Look for the line that has "conn.shutdown();" in the material below; please repeat it and every line after it, exactly, up to and including the line that has "wc_rx.recv_timeout(Duration::from_secs(30)).unwrap();", and nothing else.

SOURCE RECORDS
•••
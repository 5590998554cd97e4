//! Large send, high-water signalling, and drained shutdown.

mod common;

use std::sync::Arc;
use std::sync::atomic::{AtomicUsize, Ordering};
use std::thread;
use std::time::Duration;

use crossbeam_channel::unbounded;
use revio::{EventLoopThread, TcpClient, TcpServer};

const PAYLOAD_LEN: usize = 32 * 1024 * 1024;
const HIGH_WATER: usize = 1024 * 1024;

#[test]
fn high_water_fires_once_then_write_complete_then_shutdown() {
    common::init_logging();
    let payload: Arc<Vec<u8>> = Arc::new((0..PAYLOAD_LEN).map(|i| (i % 251) as u8).collect());

    let base = EventLoopThread::start("bp-base", None).unwrap();
    let mut server = TcpServer::new(
        base.loop_handle().clone(),
        "127.0.0.1:0".parse().unwrap(),
        "blast",
    )
    .unwrap();
    server.set_thread_num(1);

    let (hw_tx, hw_rx) = unbounded();
    server.set_high_water_mark_callback(
        move |_conn, queued| {
            let _ = hw_tx.send(queued);
        },
        HIGH_WATER,
    );
    let (wc_tx, wc_rx) = unbounded();
    server.set_write_complete_callback(move |conn| {
        let _ = wc_tx.send(());
        // Buffer-drained order: shut down only after everything left
        // the output buffer.
        conn.shutdown();
    });
    let send_payload = payload.clone();
    server.set_connection_callback(move |conn| {
        if conn.connected() {
            conn.send(&send_payload);
        }
    });
    server.start().unwrap();
    let addr = server.local_addr();

    let client_loop = EventLoopThread::start("bp-client", None).unwrap();
    let mut client = TcpClient::new(client_loop.loop_handle().clone(), addr, "bp-client");
    let received = Arc::new(AtomicUsize::new(0));
    let received2 = received.clone();
    let (down_tx, down_rx) = unbounded();
    client.set_message_callback(move |_conn, buffer, _when| {
        received2.fetch_add(buffer.readable_bytes(), Ordering::SeqCst);
        buffer.retrieve_all();
    });
    client.set_connection_callback(move |conn| {
        if !conn.connected() {
            let _ = down_tx.send(());
        }
    });
    client.connect();

    // High-water fires with at least the threshold queued.
    let queued = hw_rx.recv_timeout(Duration::from_secs(10)).unwrap();
    assert!(queued >= HIGH_WATER, "high-water reported {queued} bytes");

    // Write-complete fires exactly once, after the full payload left
    // the buffer.
    wc_rx.recv_timeout(Duration::from_secs(30)).unwrap();

    // The shutdown from the write-complete callback reaches the client
    // as EOF once everything was delivered.
    down_rx.recv_timeout(Duration::from_secs(30)).unwrap();
    assert_eq!(received.load(Ordering::SeqCst), PAYLOAD_LEN);

    thread::sleep(Duration::from_millis(100));
    assert!(hw_rx.try_recv().is_err(), "high-water fired more than once");
    assert!(wc_rx.try_recv().is_err(), "write-complete fired more than once");
}
//! Timer queue behavior through a running loop.

mod common;

use std::sync::Arc;
use std::sync::atomic::{AtomicUsize, Ordering};
use std::sync::{Mutex, OnceLock};
use std::thread;
use std::time::{Duration, Instant};

use revio::{EventLoopThread, TimerId};

#[test]
fn run_every_fires_on_cadence_until_cancelled() {
    common::init_logging();
    let worker = EventLoopThread::start("cadence", None).unwrap();
    let count = Arc::new(AtomicUsize::new(0));
    let count2 = count.clone();
    let id = worker
        .loop_handle()
        .run_every(Duration::from_millis(100), move |_| {
            count2.fetch_add(1, Ordering::SeqCst);
        });

    thread::sleep(Duration::from_millis(1050));
    let fired = count.load(Ordering::SeqCst);
    assert!((8..=12).contains(&fired), "fired {fired} times");

    worker.loop_handle().cancel(id);
    thread::sleep(Duration::from_millis(150));
    let after_cancel = count.load(Ordering::SeqCst);
    thread::sleep(Duration::from_millis(350));
    assert_eq!(count.load(Ordering::SeqCst), after_cancel);
}

#[test]
fn cancel_from_inside_the_firing_callback_suppresses_rearm() {
    common::init_logging();
    let worker = EventLoopThread::start("self-cancel", None).unwrap();
    let count = Arc::new(AtomicUsize::new(0));
    let count2 = count.clone();
    let id_cell: Arc<OnceLock<TimerId>> = Arc::new(OnceLock::new());
    let id_cell2 = id_cell.clone();
    let id = worker
        .loop_handle()
        .run_every(Duration::from_millis(50), move |ev| {
            let n = count2.fetch_add(1, Ordering::SeqCst) + 1;
            if n == 5 {
                // Cancelling mid-fire: this callback completes, but the
                // repeating timer must not be re-armed.
                ev.cancel(*id_cell2.get().unwrap());
            }
        });
    id_cell.set(id).unwrap();

    thread::sleep(Duration::from_millis(800));
    assert_eq!(count.load(Ordering::SeqCst), 5);
}

#[test]
fn one_shot_timers_fire_in_expiration_order() {
    common::init_logging();
    let worker = EventLoopThread::start("ordering", None).unwrap();
    let order = Arc::new(Mutex::new(Vec::new()));
    let start = Instant::now();
    // Scheduled shortest-last on purpose.
    for (label, delay_ms) in [(3u32, 150u64), (2, 100), (1, 50)] {
        let order = order.clone();
        worker
            .loop_handle()
            .run_at(start + Duration::from_millis(delay_ms), move |_| {
                order.lock().unwrap().push(label);
            });
    }
    thread::sleep(Duration::from_millis(400));
    assert_eq!(*order.lock().unwrap(), vec![1, 2, 3]);
}

#[test]
fn run_after_cancel_before_fire() {
    common::init_logging();
    let worker = EventLoopThread::start("cancel-early", None).unwrap();
    let fired = Arc::new(AtomicUsize::new(0));
    let fired2 = fired.clone();
    let id = worker
        .loop_handle()
        .run_after(Duration::from_millis(200), move |_| {
            fired2.fetch_add(1, Ordering::SeqCst);
        });
    worker.loop_handle().cancel(id);
    thread::sleep(Duration::from_millis(400));
    assert_eq!(fired.load(Ordering::SeqCst), 0);
}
•••
SOLUTION
        conn.shutdown();
    });
    let send_payload = payload.clone();
    server.set_connection_callback(move |conn| {
        if conn.connected() {
            conn.send(&send_payload);
        }
    });
    server.start().unwrap();
    let addr = server.local_addr();

    let client_loop = EventLoopThread::start("bp-client", None).unwrap();
    let mut client = TcpClient::new(client_loop.loop_handle().clone(), addr, "bp-client");
    let received = Arc::new(AtomicUsize::new(0));
    let received2 = received.clone();
    let (down_tx, down_rx) = unbounded();
    client.set_message_callback(move |_conn, buffer, _when| {
        received2.fetch_add(buffer.readable_bytes(), Ordering::SeqCst);
        buffer.retrieve_all();
    });
    client.set_connection_callback(move |conn| {
        if !conn.connected() {
            let _ = down_tx.send(());
        }
    });
    client.connect();

    // High-water fires with at least the threshold queued.
    let queued = hw_rx.recv_timeout(Duration::from_secs(10)).unwrap();
    assert!(queued >= HIGH_WATER, "high-water reported {queued} bytes");

    // Write-complete fires exactly once, after the full payload left
    // the buffer.
    wc_rx.recv_timeout(Duration::from_secs(30)).unwrap();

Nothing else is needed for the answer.